これらの心配を解消できる方法として、生命保険を使う方法があります。
今回は、生命保険を使った生前贈与の手法、メリットとデメリット及び生命保険を利用した失敗例や有効な活用事例をご紹介し、最後に、生前贈与としてではない保険の活用方法についても触れたいと思います。
1.生命保険を使った生前贈与の手法
生命保険を契約するときには、保険の支払額や期間、受取額や時期の他に、契約者・被保険者・受取人を誰にするのかを指定します。
では、生前贈与に生命保険を使うとは、どういうことなのかを分かりやすくご説明するために、あるご家族を思い浮かべてください。
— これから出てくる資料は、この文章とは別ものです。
//! Server configuration: TOML file plus command-line overrides

use crate::fleet::FleetRegistry;
use aeromatrix_shared::codec::MAX_MESSAGE_SIZE;
use aeromatrix_shared::protocol::NewDrone;
use aeromatrix_shared::{net, Bounds, FleetError, Orientation};
use clap::Parser;
use serde::{Deserialize, Serialize};
use std::net::SocketAddr;
use std::path::{Path, PathBuf};
use std::time::Duration;
use thiserror::Error;
use tracing::info;

#[derive(Error, Debug)]
pub enum ConfigError {
    #[error("Failed to read config file: {0}")]
    Io(#[from] std::io::Error),

    #[error("TOML parsing error: {0}")]
    Toml(#[from] toml::de::Error),

    #[error("Invalid value for '{field}': {message}")]
    Invalid { field: String, message: String },

    #[error("Seed matrix #{index} rejected: {source}")]
    Seed { index: usize, source: FleetError },
}

#[derive(Debug, Clone, Parser)]
#[command(name = "aeromatrix-server")]
#[command(about = "Drone fleet command server")]
pub struct ServerArgs {
    /// TOML config file
    #[arg(long)]
    pub config: Option<PathBuf>,

    /// Address to listen on, overrides the config file
    #[arg(long)]
    pub listen: Option<SocketAddr>,

    #[arg(long, help = "Enable verbose output")]
    pub verbose: bool,
}

#[derive(Debug, Clone, Serialize, Deserialize)]
#[serde(default)]
pub struct ServerConfig {
    pub listen_addr: SocketAddr,
    pub idle_timeout_secs: u64,
    pub max_frame_bytes: u32,
    pub fleet: FleetSeed,
}

impl Default for ServerConfig {
    fn default() -> Self {
        Self {
            listen_addr: SocketAddr::from(([0, 0, 0, 0], net::DEFAULT_PORT)),
            idle_timeout_secs: net::DEFAULT_IDLE_TIMEOUT_SECS,
            max_frame_bytes: net::DEFAULT_MAX_FRAME_BYTES,
            fleet: FleetSeed::default(),
        }
    }
}

/// Matrices and drones created at startup
#[derive(Debug, Clone, Default, Serialize, Deserialize)]
pub struct FleetSeed {
    #[serde(default)]
    pub matrices: Vec<MatrixSeed>,
}

#[derive(Debug, Clone, Serialize, Deserialize)]
pub struct MatrixSeed {
    pub max_x: u32,
    pub max_y: u32,
    #[serde(default)]
    pub drones: Vec<DroneSeed>,
}

#[derive(Debug, Clone, Serialize, Deserialize)]
pub struct DroneSeed {
    pub name: String,
    #[serde(default)]
    pub model: String,
    pub x: u32,
    pub y: u32,
    pub orientation: Orientation,
}

impl ServerConfig {
    pub fn from_file<P: AsRef<Path>>(path: P) -> Result<Self, ConfigError> {
        let content = std::fs::read_to_string(path)?;
        Self::from_toml_str(&content)
    }

    pub fn from_toml_str(content: &str) -> Result<Self, ConfigError> {
        Ok(toml::from_str(content)?)
    }

    /// Build the effective config: file (if any), then CLI overrides.
    /// Not validated here; `FleetServer::from_config` does that.
    pub fn load(args: &ServerArgs) -> Result<Self, ConfigError> {
        let mut config = match &args.config {
            Some(path) => Self::from_file(path)?,
            None => Self::default(),
        };

        if let Some(listen) = args.listen {
            config.listen_addr = listen;
        }

        Ok(config)
    }

    pub fn validate(&self) -> Result<(), ConfigError> {
        if self.idle_timeout_secs == 0 {
            return Err(ConfigError::Invalid {
                field: "idle_timeout_secs".into(),
                message: "must be at least 1".into(),
            });
        }

        if self.max_frame_bytes == 0 || self.max_frame_bytes > MAX_MESSAGE_SIZE {
            return Err(ConfigError::Invalid {
                field: "max_frame_bytes".into(),
                message: format!("must be between 1 and {}", MAX_MESSAGE_SIZE),
            });
        }

        Ok(())
    }

    pub fn idle_timeout(&self) -> Duration {
        Duration::from_secs(self.idle_timeout_secs)
    }
}

impl FleetSeed {
    /// Create the seeded matrices and drones through the registry's
    /// validated operations. Stops at the first refusal.
    pub async fn apply(&self, registry: &FleetRegistry) -> Result<(), ConfigError> {
        for (index, seed) in self.matrices.iter().enumerate() {
            let view = registry
                .create_matrix(Bounds::new(seed.max_x, seed.max_y))
                .await;

            for drone in &seed.drones {
                registry
                    .create_drone(NewDrone {
                        name: drone.name.clone(),
                        model: drone.model.clone(),
                        x: drone.x,
                        y: drone.y,
                        orientation: drone.orientation,
                        matrix_id: view.id,
                    })
                    .await
                    .map_err(|source| ConfigError::Seed { index, source })?;
            }

            info!(matrix_id = view.id, drones = seed.drones.len(), "Seeded matrix");
        }

        Ok(())
    }
}
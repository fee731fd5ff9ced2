//! Matrix and drone model
//!
//! A [`Matrix`] owns its drones and a cell index over their positions, so
//! the one-drone-per-cell invariant is enforced by construction: every
//! placement and every pose commit goes through the matrix.

use crate::error::{FleetError, Result};
use crate::pose::Pose;
use crate::{DroneId, MatrixId};
use std::collections::{BTreeMap, HashMap};

/// Inclusive grid bounds: valid cells are `[0, max_x] x [0, max_y]`
#[derive(Debug, Clone, Copy, PartialEq, Eq)]
pub struct Bounds {
    pub max_x: u32,
    pub max_y: u32,
}

impl Bounds {
    pub fn new(max_x: u32, max_y: u32) -> Self {
        Self { max_x, max_y }
    }

    pub fn contains(&self, x: u32, y: u32) -> bool {
        x <= self.max_x && y <= self.max_y
    }

    fn check(&self, x: u32, y: u32) -> Result<()> {
        if self.contains(x, y) {
            Ok(())
        } else {
            Err(FleetError::InvalidPlacement {
                x,
                y,
                max_x: self.max_x,
                max_y: self.max_y,
            })
        }
    }
}

/// A drone placed on a matrix. Name and model are opaque metadata.
#[derive(Debug, Clone, PartialEq, Eq)]
pub struct Drone {
    pub id: DroneId,
    pub matrix_id: MatrixId,
    pub name: String,
    pub model: String,
    pose: Pose,
}

impl Drone {
    pub fn new(
        id: DroneId,
        name: impl Into<String>,
        model: impl Into<String>,
        pose: Pose,
    ) -> Self {
        Self {
            id,
            matrix_id: 0,
            name: name.into(),
            model: model.into(),
            pose,
        }
    }

    pub fn pose(&self) -> Pose {
        self.pose
    }
}

/// A bounded grid and the drones it owns
#[derive(Debug, Clone)]
pub struct Matrix {
    id: MatrixId,
    bounds: Bounds,
    drones: BTreeMap<DroneId, Drone>,
    cells: HashMap<(u32, u32), DroneId>,
}

impl Matrix {
    pub fn new(id: MatrixId, bounds: Bounds) -> Self {
        Self {
            id,
            bounds,
            drones: BTreeMap::new(),
            cells: HashMap::new(),
        }
    }

    pub fn id(&self) -> MatrixId {
        self.id
    }

    pub fn bounds(&self) -> Bounds {
        self.bounds
    }

    pub fn drone(&self, id: DroneId) -> Option<&Drone> {
        self.drones.get(&id)
    }

    pub fn contains_drone(&self, id: DroneId) -> bool {
        self.drones.contains_key(&id)
    }

    /// Drones ordered by id
    pub fn drones(&self) -> impl Iterator<Item = &Drone> {
        self.drones.values()
    }

    pub fn len(&self) -> usize {
        self.drones.len()
    }

    pub fn is_empty(&self) -> bool {
        self.drones.is_empty()
    }

    /// Drone occupying `(x, y)`, not counting `ignoring`
    pub fn occupant_at(&self, x: u32, y: u32, ignoring: Option<DroneId>) -> Option<DroneId> {
        self.cells
            .get(&(x, y))
            .copied()
            .filter(|occupant| Some(*occupant) != ignoring)
    }

    /// Check that `pose` is inside the bounds and on a free cell
    pub fn check_placement(&self, pose: &Pose, ignoring: Option<DroneId>) -> Result<()> {
        self.bounds.check(pose.x, pose.y)?;

        match self.occupant_at(pose.x, pose.y, ignoring) {
            Some(occupant) => Err(FleetError::PositionOccupied {
                x: pose.x,
                y: pose.y,
                occupant,
            }),
            None => Ok(()),
        }
    }

    /// Place a drone on this matrix, taking ownership of it
    pub fn place(&mut self, mut drone: Drone) -> Result<()> {
        if self.drones.contains_key(&drone.id) {
            return Err(FleetError::DuplicateDrone(drone.id));
        }
        self.check_placement(&drone.pose, None)?;

        drone.matrix_id = self.id;
        self.cells.insert((drone.pose.x, drone.pose.y), drone.id);
        self.drones.insert(drone.id, drone);
        Ok(())
    }

    /// Remove a drone, releasing its cell
    pub fn remove(&mut self, id: DroneId) -> Option<Drone> {
        let drone = self.drones.remove(&id)?;
        self.cells.remove(&(drone.pose.x, drone.pose.y));
        Some(drone)
    }

    /// Replace a drone's pose. The target cell must be free and in bounds.
    pub fn commit_pose(&mut self, id: DroneId, pose: Pose) -> Result<()> {
        self.check_placement(&pose, Some(id))?;

        let drone = self.drones.get_mut(&id).ok_or(FleetError::UnknownDrone(id))?;
        if !drone.pose.same_cell(&pose) {
            self.cells.remove(&(drone.pose.x, drone.pose.y));
            self.cells.insert((pose.x, pose.y), id);
        }
        drone.pose = pose;
        Ok(())
    }

    /// Update a drone's descriptive metadata
    pub fn rename(&mut self, id: DroneId, name: Option<String>, model: Option<String>) -> Result<()> {
        let drone = self.drones.get_mut(&id).ok_or(FleetError::UnknownDrone(id))?;
        if let Some(name) = name {
            drone.name = name;
        }
        if let Some(model) = model {
            drone.model = model;
        }
        Ok(())
    }

    /// Change the bounds. Refused if any owned drone would end up outside.
    pub fn resize(&mut self, bounds: Bounds) -> Result<()> {
        for drone in self.drones.values() {
            bounds.check(drone.pose.x, drone.pose.y)?;
        }
        self.bounds = bounds;
        Ok(())
    }
}
//! TCP transport

use super::traits::{TransportConnector, TransportStream};
use anyhow::{anyhow, Context, Result};
use async_trait::async_trait;
use std::time::Duration;
use tokio::io::AsyncWriteExt;
use tokio::net::TcpStream;
use tokio::time::timeout;

#[async_trait]
impl TransportStream for TcpStream {
    async fn close(&mut self) -> Result<()> {
        AsyncWriteExt::shutdown(self).await?;
        Ok(())
    }
}

/// Connects to a server address with a bounded wait
pub struct TcpConnector {
    address: String,
    connect_timeout: Duration,
}

impl TcpConnector {
    pub fn new(address: impl Into<String>, connect_timeout: Duration) -> Self {
        Self {
            address: address.into(),
            connect_timeout,
        }
    }
}

#[async_trait]
impl TransportConnector for TcpConnector {
    type Stream = TcpStream;

    async fn connect(&self) -> Result<Self::Stream> {
        let stream = timeout(self.connect_timeout, TcpStream::connect(&self.address))
            .await
            .map_err(|_| anyhow!("Timed out connecting to {}", self.address))?
            .with_context(|| format!("Failed to connect to {}", self.address))?;
        stream.set_nodelay(true)?;
        Ok(stream)
    }

    fn target(&self) -> String {
        format!("tcp://{}", self.address)
    }
}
贈与者 | 受贈者・契約者 | 被保険者 | 受取人 |
父 | 子 | 父 | 子 |
まず、相続対策をしたい父が生前贈与したい子に贈与します。
子はそれを元手に目的に応じた生命保険などに加入します。
例えば、契約者が子で、父を被保険者にして、受取人を子にすると、父が亡くなったときに、子は保険金を受け取ることができます。
贈与者 | 受贈者・契約者 | 被保険者 | 受取人 |
父 | 子 | 子 | 孫 |
また、子が契約者で、被保険者も子、受取人を孫にすることもできます。この場合には、父が亡くなった時点で贈与がされなくなりますが保険契約は継続しますので、子は、保険料を自身で工面する必要があります。
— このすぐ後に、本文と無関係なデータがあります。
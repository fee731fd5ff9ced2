use aeromatrix_server::{logger, FleetServer, ServerArgs, ServerConfig};
use clap::Parser;
use tokio::net::TcpListener;
use tracing::{info, warn};

#[tokio::main]
async fn main() -> anyhow::Result<()> {
    let args = ServerArgs::parse();
    logger::init(args.verbose);

    let config = ServerConfig::load(&args)?;
    info!(
        listen = %config.listen_addr,
        idle_timeout_secs = config.idle_timeout_secs,
        max_frame_bytes = config.max_frame_bytes,
        seeded_matrices = config.fleet.matrices.len(),
        "Starting AeroMatrix server"
    );

    let listener = TcpListener::bind(config.listen_addr).await?;
    let server = FleetServer::from_config(config).await?;

    server
        .run(listener, async {
            if let Err(e) = tokio::signal::ctrl_c().await {
                warn!("Failed to listen for Ctrl-C: {}", e);
                std::future::pending::<()>().await;
            }
        })
        .await
}
//! Session manager for tracking connected clients

use std::collections::HashMap;
use std::net::SocketAddr;
use std::sync::Arc;
use tokio::sync::RwLock;

/// Tracks open client sessions by peer address
pub struct SessionManager {
    /// Client ID per peer, empty until the first frame arrives
    sessions: Arc<RwLock<HashMap<SocketAddr, String>>>,
}

impl SessionManager {
    pub fn new() -> Self {
        Self {
            sessions: Arc::new(RwLock::new(HashMap::new())),
        }
    }

    pub async fn register(&self, addr: SocketAddr) {
        let mut sessions = self.sessions.write().await;
        sessions.insert(addr, String::new());
    }

    pub async fn unregister(&self, addr: SocketAddr) {
        let mut sessions = self.sessions.write().await;
        sessions.remove(&addr);
    }

    /// Remember the client ID `addr` introduced itself with
    pub async fn identify(&self, addr: SocketAddr, client_id: &str) {
        let mut sessions = self.sessions.write().await;
        if let Some(id) = sessions.get_mut(&addr) {
            if id.is_empty() {
                *id = client_id.to_string();
            }
        }
    }

    /// Client IDs of every open session, sorted
    pub async fn client_ids(&self) -> Vec<String> {
        let mut ids: Vec<String> = self.sessions.read().await.values().cloned().collect();
        ids.sort();
        ids
    }

    pub async fn count(&self) -> usize {
        self.sessions.read().await.len()
    }
}

impl Default for SessionManager {
    fn default() -> Self {
        Self::new()
    }
}
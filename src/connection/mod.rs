//! Request/response client for the fleet server
//!
//! This module handles:
//! - Connecting with retries and exponential backoff
//! - Framing requests and matching responses by sequence ID
//! - Bounding how long one request may wait for its answer

mod client;

pub use client::{ClientConfig, FleetClient};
どちらにせよ、ポイントは、契約者は受贈者であるということです。それ以外の、被保険者や受取人は誰であっても良いのです。
この保険料を年間110万円に抑えて、贈与税がかからないようにする贈与を行っている方が多いです。
2.生前贈与に生命保険を使うメリット
2-1.現金をそのままもらうよりも受取額が多くなる可能性が高い
保険を利用する贈与では、贈与者が贈与した額よりも受贈者が実際に受取る額の方が多くなることが一般的です。
これは、贈与を受けた資金を元に保険会社が運用することで、受取額を増やすことができるからです。
昔に比べるとその運用利率は低くなってしまいますが、預金口座に置いておくことで得られる金利よりかは多くなる傾向にあります。
また、その利率は、商品ごとに異なっておりますので、ご自身にあった商品を選択してください。
ただし、利率が良ければ良いほど、リスクも高くなることも確かですので、しっかり、ライフプランナーの説明を聞いてください。
2-2.名義預金になりにくい
生前贈与で一番気になるのは、贈与を証明することです。そのため、現預金の移動があった場合に起こるのが、それは借りたのか、もらったのかという議論です。
ここで、名義預金にならないための対策でよく言われているのは、下記7点です。
- 贈与者があげたと意思表示すること
- 受贈者がもらったと意思表示すること
- 受贈者のコントロール化にあること
- 受贈者が利用していること
- 贈与契約書があると尚良い
- 金銭の移動は通帳に履歴を残すと尚良い
- 贈与税の申告をしておくこと
これら、すべてを満たしていないと絶対に名義預金になるということではないですが、これらを満たしていれば、名義預金にされてしまう可能性は極めて低くなります。
この、④を確実に満たすことができるのが、保険利用です。もらった資金を保険という商品の購入に利用しますから、④を満たしていることになります。
2-3.受取り時期をコントロールすることができる
現預金で贈与をした場合、受贈者は、それを自身でコントロールしますから、受贈者がまだ若い場合や、性格的に浪費家傾向にある場合には、贈与者がまだ早いと思うこともあるかと思います。
この点、保険を利用することで、いつからその受取を開始するかを指定することができます。
また、その受取りは、ある時期に一括ですることもできますが、ある時期以降何年かに分けて受け取ることもできます。
この設定をすることで、小さいお子様やお孫様が、一定の時期に来てから受け取るように、または、一定の時期から数年間、定期的に受け取れるようにすることができますので、贈与者も安心です。
3.生前贈与に生命保険を使うデメリット
3-1.途中で贈与が途絶えた場合に困ることがある
保険利用の贈与は、贈与を受けた受贈者がその資金を元に保険の支払いをします。また、贈与者は、その時々で贈与する意思を示すことが必要ですから、もし、贈与者が途中で贈与できない事情が起こってしまった場合、例えば、考えが変わったり、認知症などが発症してしまい意思を示すことができなくなってしまったり、亡くなってしまった場合等には、受贈者(契約者)は、その保険料を自身で準備しなくてはならなくなります。
支払い期間と、もしそうなってしまった場合に支払いが可能な範囲の保険料で、契約するのが良いでしょう。
3-2.予定より早く解約する場合に原本割れするリスクがある
3-1.のような事情により、保険の契約者(受贈者)が支払いをできなくなってしまった場合、その契約を解約せざるを得ない場合が出てくるかもしれません。